Most of my life, I’ve thought of my grandfather as a coward. Though not solely to blame for the failed relationship with my grandmother, ultimately the onus is on him alone for neglecting my mom. No matter the complications with Violett or with his new wife, he had an obligation as a father to my mom that he failed. While I still maintain the basic essence of that sentiment, I’ve recently begun to soften my stance somewhat as I’ve compared his situation with my own.
Guy of course lived in an era when depression and anxiety largely went unrecognized and undiagnosed, and therapy and medication to assist with either was virtually unheard of. I don’t know for certain that he suffered from both, but judging from the lives of his grandfather, father, and descriptions of his own experience when coupled with my own, it’s probably fairly safe to say he did. I know what it’s like to feel debilitating hopelessness and panic, and it’s difficult for me to imagine what kind of person I’d be without the advantages of modern therapy and medicine. Perhaps I’d be a whole lot more like him.
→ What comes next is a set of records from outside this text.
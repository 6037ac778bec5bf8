//! Output management and formatting.
//!
//! Status lines, help and guidance go to stdout through [`OutputManager`];
//! errors and logs go to stderr elsewhere.

use std::io::{self, IsTerminal};

use console::Term;
use owo_colors::OwoColorize;
use serde::Serialize;

use crate::cli::global::{GlobalArgs, OutputFormat};
use crate::config::AppConfig;

/// Manages CLI output based on configuration.
pub struct OutputManager {
    resolved_format: OutputFormat,
    quiet: bool,
    no_color: bool,
    term: Term,
}

impl OutputManager {
    /// Build an `OutputManager` from parsed CLI flags and loaded config.
    pub fn new(args: &GlobalArgs, config: &AppConfig) -> Self {
        // Resolve Auto → Human (TTY) or Plain (piped/redirected).
        let resolved_format = if args.output_format == OutputFormat::Auto {
            if io::stdout().is_terminal() {
                OutputFormat::Human
            } else {
                OutputFormat::Plain
            }
        } else {
            args.output_format
        };

        Self {
            resolved_format,
            quiet: args.quiet,
            no_color: args.no_color || config.output.no_color,
            term: Term::stdout(),
        }
    }

    // ── Public write methods ───────────────────────────────────────────────

    /// Generic message; suppressed in quiet mode.
    pub fn print(&self, msg: &str) -> io::Result<()> {
        if self.quiet {
            return Ok(());
        }
        self.term.write_line(msg)
    }

    /// Help text. Always printed: it was asked for.
    pub fn help(&self, text: &str) -> io::Result<()> {
        self.term.write_str(text)?;
        if !text.ends_with('\n') {
            self.term.write_line("")?;
        }
        Ok(())
    }

    /// Success line: `✓ <msg>` in human mode, `<msg>` otherwise.
    pub fn success(&self, msg: &str) -> io::Result<()> {
        self.status("\u{2713}", msg, |s| s.green().bold().to_string(), |m| {
            m.green().to_string()
        })
    }

    /// Warning line: `⚠ <msg>` in human mode, `<msg>` otherwise.
    pub fn warning(&self, msg: &str) -> io::Result<()> {
        self.status("\u{26a0}", msg, |s| s.yellow().bold().to_string(), |m| {
            m.yellow().to_string()
        })
    }

    /// Bold cyan header line.
    pub fn header(&self, text: &str) -> io::Result<()> {
        if self.quiet {
            return Ok(());
        }
        let line = if self.colored() {
            text.cyan().bold().to_string()
        } else {
            text.to_owned()
        };
        self.term.write_line(&line)
    }

    /// One pretty-printed JSON document. Not suppressed by quiet mode.
    pub fn json<T: Serialize>(&self, value: &T) -> io::Result<()> {
        let text = serde_json::to_string_pretty(value).map_err(io::Error::other)?;
        self.term.write_line(&text)
    }

    // ── Accessors ─────────────────────────────────────────────────────────

    /// `true` if ANSI colours are enabled.
    pub fn supports_color(&self) -> bool {
        !self.no_color
    }

    /// The resolved (non-Auto) output format.
    pub fn format(&self) -> OutputFormat {
        self.resolved_format
    }

    // ── Internal ──────────────────────────────────────────────────────────

    fn colored(&self) -> bool {
        self.resolved_format == OutputFormat::Human && !self.no_color
    }

    fn status(
        &self,
        glyph: &str,
        msg: &str,
        style_glyph: impl Fn(&str) -> String,
        style_msg: impl Fn(&str) -> String,
    ) -> io::Result<()> {
        if self.quiet {
            return Ok(());
        }
        let line = match (self.resolved_format, self.colored()) {
            (OutputFormat::Human, true) => format!("{} {}", style_glyph(glyph), style_msg(msg)),
            (OutputFormat::Human, false) => format!("{glyph} {msg}"),
            _ => msg.to_owned(),
        };
        self.term.write_line(&line)
    }
}

// ── tests ─────────────────────────────────────────────────────────────────────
I, too, of course have a daughter with a woman from a failed relationship, and from the beginning I’ve found it nearly impossible to imagine not being a part of my child’s life, which led me to judge Guy even more harshly. But all along I’ve had benefits and support he didn’t enjoy. That’s not to excuse his actions at all because, even still, he was responsible for my mom. But I know what it’s like to have panic and despair cloud your mind to the point you question your sanity and the worth of your existence, and I know what it’s like to be triggered by particular people and places to the extent that you avoid them as best you can for the sake of making it one more day at a time. And so I’ve found myself experiencing new emotions in regard to my grandfather: empathy, sadness, and regret.
Each of us is responsible for our own actions, but the kinds of people we are aren’t formed in a vacuum. My battle with depression isn’t solely a result of this one branch of my family – I come by it pretty honestly across multiple lines from both my mom and dad. And it’s also informed by my own life experiences. But in getting the fullest picture possible of why I am the way I am, I also better understand why my daughter is the person she is, and my mom, dad, brother, and nieces are who they are. It guides me in ways to help heal the wounds the family has collected for hundreds of years so that they don’t continue to plague us indefinitely generation after generation.
So I remember John Stinard Secord and the horrors he confronted over several months on the battlefield in 1864 in one of our nation’s bouts of collective insanity called the Civil War. I remember the two wives he lost in his 20s, and I try to empathize with the man he must have become as a result, dying likely of alcohol abuse in his 40s. I remember Guy Sr. and his dream of running his own business, which died in the 1910s as out of necessity he became a manager for someone else after his businesses failed. I remember the despair he must have felt over losing his sight, despair that contributed to his decision to take his own life. And I remember Guy Jr. and his likely struggles with depression and anxiety. I remember a man who I sense was in many ways a kindred spirit, a man I might have been even more like had my circumstances been slightly different. May they all rest in peace and, if they are indeed aware at all in the Life to Come of the continued events of life on earth, find some solace in knowing that at least some of their descendants seek to heal their wounds and bring shalom to the trauma and broken places of their lives within the lives that continue to flow from their own.